What you should do>
Only one range belongs in the answer: the line holding "impl std::fmt::Display for RollData" through the last line of the records, reproduced as is.

Stored items from a collection:
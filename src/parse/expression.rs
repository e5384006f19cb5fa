use winnow::{
    ascii::{dec_int, multispace0},
    combinator::{alt, cut_err, opt, preceded},
    PResult, Parser,
};

use super::{ComparePoint, MathFn, Operator};

impl ComparePoint {
    /// Parses the text of a test token such as `vs 15`, `gteq DC 12` or `<=3`.
    pub fn parse(input: &str) -> Option<Self> {
        let lowered = input.trim().to_ascii_lowercase();
        compare_point.parse(lowered.as_str()).ok()
    }

    pub fn target(self) -> f64 {
        match self {
            ComparePoint::Versus(n)
            | ComparePoint::Equal(n)
            | ComparePoint::GreaterThan(n)
            | ComparePoint::GreaterThanOrEqual(n)
            | ComparePoint::LessThan(n)
            | ComparePoint::LessThanOrEqual(n) => n,
        }
    }

    /// Whether `value` satisfies the comparison.
    pub fn passes(self, value: f64) -> bool {
        match self {
            ComparePoint::Versus(n) | ComparePoint::GreaterThanOrEqual(n) => value >= n,
            ComparePoint::Equal(n) => value == n,
            ComparePoint::GreaterThan(n) => value > n,
            ComparePoint::LessThan(n) => value < n,
            ComparePoint::LessThanOrEqual(n) => value <= n,
        }
    }
}

type Comparison = fn(f64) -> ComparePoint;

fn compare_point(input: &mut &str) -> PResult<ComparePoint> {
    let kind = alt((
        "vs".value(ComparePoint::Versus as Comparison),
        "gteq".value(ComparePoint::GreaterThanOrEqual as Comparison),
        "gte".value(ComparePoint::GreaterThanOrEqual as Comparison),
        "gt".value(ComparePoint::GreaterThan as Comparison),
        "lteq".value(ComparePoint::LessThanOrEqual as Comparison),
        "lte".value(ComparePoint::LessThanOrEqual as Comparison),
        "lt".value(ComparePoint::LessThan as Comparison),
        "eq".value(ComparePoint::Equal as Comparison),
        ">=".value(ComparePoint::GreaterThanOrEqual as Comparison),
        "<=".value(ComparePoint::LessThanOrEqual as Comparison),
        '='.value(ComparePoint::Equal as Comparison),
        '>'.value(ComparePoint::GreaterThan as Comparison),
        '<'.value(ComparePoint::LessThan as Comparison),
    ))
    .parse_next(input)?;

    let target: i32 = preceded(
        (multispace0, opt(("dc", multispace0))),
        cut_err(dec_int),
    )
    .parse_next(input)?;

    Ok(kind(f64::from(target)))
}

impl Operator {
    pub fn from_symbol(symbol: &str) -> Option<Self> {
        match symbol {
            "+" => Some(Operator::Add),
            "-" => Some(Operator::Sub),
            "*" | "×" => Some(Operator::Mul),
            "/" | "÷" => Some(Operator::Div),
            _ => None,
        }
    }

    /// `*` and `/` bind tighter than `+` and `-`.
    pub fn is_multiplicative(self) -> bool {
        matches!(self, Operator::Mul | Operator::Div)
    }
}

impl MathFn {
    pub fn from_name(name: &str) -> Option<Self> {
        let lowered = name.trim().to_ascii_lowercase();
        math_fn_name.parse(lowered.as_str()).ok()
    }
}

fn math_fn_name(input: &mut &str) -> PResult<MathFn> {
    alt((
        "abs".value(MathFn::Abs),
        "floor".value(MathFn::Floor),
        "ceil".value(MathFn::Ceil),
        "round".value(MathFn::Round),
        "min".value(MathFn::Min),
        "max".value(MathFn::Max),
    ))
    .parse_next(input)
}

impl std::fmt::Display for ComparePoint {
    fn fmt(&self, f: &mut std::fmt::Formatter<'_>) -> std::fmt::Result {
        match self {
            ComparePoint::Versus(val) => write!(f, "vs {val}"),
            ComparePoint::Equal(val) => write!(f, "= {val}"),
            ComparePoint::GreaterThan(val) => write!(f, "> {val}"),
            ComparePoint::GreaterThanOrEqual(val) => write!(f, ">= {val}"),
            ComparePoint::LessThan(val) => write!(f, "< {val}"),
            ComparePoint::LessThanOrEqual(val) => write!(f, "<= {val}"),
        }
    }
}

impl std::fmt::Display for Operator {
    fn fmt(&self, f: &mut std::fmt::Formatter<'_>) -> std::fmt::Result {
        let str = match self {
            Operator::Add => "+",
            Operator::Sub => "-",
            Operator::Mul => "*",
            Operator::Div => "/",
        };
        write!(f, "{str}")
    }
}

impl std::fmt::Display for MathFn {
    fn fmt(&self, f: &mut std::fmt::Formatter<'_>) -> std::fmt::Result {
        let str = match self {
            MathFn::Abs => "abs",
            MathFn::Floor => "floor",
            MathFn::Ceil => "ceil",
            MathFn::Round => "round",
            MathFn::Min => "min",
            MathFn::Max => "max",
        };
        write!(f, "{str}")
    }
}
use crate::parse::DicePart;

/// One die as rolled, plus what the manipulators did to it.
#[derive(Debug, Clone, Copy, PartialEq, Eq)]
pub struct RollData {
    pub(crate) index: usize,
    pub(crate) roll: i64,
    pub(crate) modifier_flags: u32,
}

#[derive(Debug, Clone, Copy)]
#[repr(u8)]
pub enum RollFlag {
    /// Excluded from the total by a drop or keep rule.
    Dropped,
    /// Rolled on a one-sided die, no generator involved.
    Fixed,
    /// Natural lowest face.
    Min,
    /// Natural highest face.
    Max,
    /// Bonus die added by an explosion.
    Exploded,
    AboveThreshold,
    BelowThreshold,
}

impl RollData {
    pub fn new(index: usize, roll: i64) -> Self {
        Self {
            index,
            roll,
            modifier_flags: 0,
        }
    }

    pub fn set_flag(&mut self, flag: RollFlag) {
        self.modifier_flags |= 1 << flag as u8;
    }

    pub fn has_flag(&self, flag: RollFlag) -> bool {
        (self.modifier_flags & (1 << flag as u8)) != 0
    }

    /// Position in roll order, bonus dice come after the originals.
    pub fn index(&self) -> usize {
        self.index
    }
    pub fn roll(&self) -> i64 {
        self.roll
    }
    pub fn is_dropped(&self) -> bool {
        self.has_flag(RollFlag::Dropped)
    }
    pub fn is_fixed(&self) -> bool {
        self.has_flag(RollFlag::Fixed)
    }
    pub fn is_min(&self) -> bool {
        self.has_flag(RollFlag::Min)
    }
    pub fn is_max(&self) -> bool {
        self.has_flag(RollFlag::Max)
    }
    pub fn is_exploded(&self) -> bool {
        self.has_flag(RollFlag::Exploded)
    }

    /// The die's value with its markup, as shown in chat.
    pub fn output(&self) -> String {
        self.to_string()
    }
}

/// A dice term together with every die it produced, in roll order.
#[derive(Debug, Clone, PartialEq, Eq)]
pub struct DicePartRoll {
    pub(crate) part: DicePart,
    pub(crate) rolls: Vec<RollData>,
}

impl DicePartRoll {
    pub fn new(part: DicePart, rolls: Vec<RollData>) -> Self {
        Self { part, rolls }
    }

    pub fn part(&self) -> &DicePart {
        &self.part
    }

    pub fn rolls(&self) -> &[RollData] {
        &self.rolls
    }

    /// Sum of every die that was not dropped, bonus dice included.
    pub fn total(&self) -> i64 {
        self.kept().map(|r| r.roll).sum()
    }

    pub fn kept(&self) -> impl Iterator<Item = &RollData> {
        self.rolls.iter().filter(|r| !r.is_dropped())
    }

    pub fn dropped(&self) -> impl Iterator<Item = &RollData> {
        self.rolls.iter().filter(|r| r.is_dropped())
    }
}

impl std::fmt::Display for RollData {
    fn fmt(&self, f: &mut std::fmt::Formatter<'_>) -> std::fmt::Result {
        // Dropped dice only get the strikethrough
        if self.is_dropped() {
            return write!(f, "~~{}~~", self.roll);
        }

        if self.is_fixed() {
            write!(f, "{}", self.roll)?;
        } else if self.is_max() {
            write!(f, "**{}**", self.roll)?;
        } else if self.is_min() {
            write!(f, "__{}__", self.roll)?;
        } else {
            write!(f, "{}", self.roll)?;
        }

        if self.is_exploded() {
            write!(f, "ˣ")?;
        }
        if self.has_flag(RollFlag::AboveThreshold) {
            write!(f, "⁺")?;
        } else if self.has_flag(RollFlag::BelowThreshold) {
            write!(f, "⁻")?;
        }
        Ok(())
    }
}

pub fn to_notations(rolls: &[RollData]) -> String {
    format!(
        "[{}]",
        rolls
            .iter()
            .map(|r| r.to_string())
            .collect::<Vec<_>>()
            .join(", ")
    )
}

impl std::fmt::Display for DicePartRoll {
    fn fmt(&self, f: &mut std::fmt::Formatter<'_>) -> std::fmt::Result {
        write!(f, "{} {}", to_notations(&self.rolls), self.part)
    }
}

Solution to this problem>
impl std::fmt::Display for RollData {
    fn fmt(&self, f: &mut std::fmt::Formatter<'_>) -> std::fmt::Result {
        // Dropped dice only get the strikethrough
        if self.is_dropped() {
            return write!(f, "~~{}~~", self.roll);
        }

        if self.is_fixed() {
            write!(f, "{}", self.roll)?;
        } else if self.is_max() {
            write!(f, "**{}**", self.roll)?;
        } else if self.is_min() {
            write!(f, "__{}__", self.roll)?;
        } else {
            write!(f, "{}", self.roll)?;
        }

        if self.is_exploded() {
            write!(f, "ˣ")?;
        }
        if self.has_flag(RollFlag::AboveThreshold) {
            write!(f, "⁺")?;
        } else if self.has_flag(RollFlag::BelowThreshold) {
            write!(f, "⁻")?;
        }
        Ok(())
    }
}

pub fn to_notations(rolls: &[RollData]) -> String {
    format!(
        "[{}]",
        rolls
            .iter()
            .map(|r| r.to_string())
            .collect::<Vec<_>>()
            .join(", ")
    )
}

impl std::fmt::Display for DicePartRoll {
    fn fmt(&self, f: &mut std::fmt::Formatter<'_>) -> std::fmt::Result {
        write!(f, "{} {}", to_notations(&self.rolls), self.part)
    }
}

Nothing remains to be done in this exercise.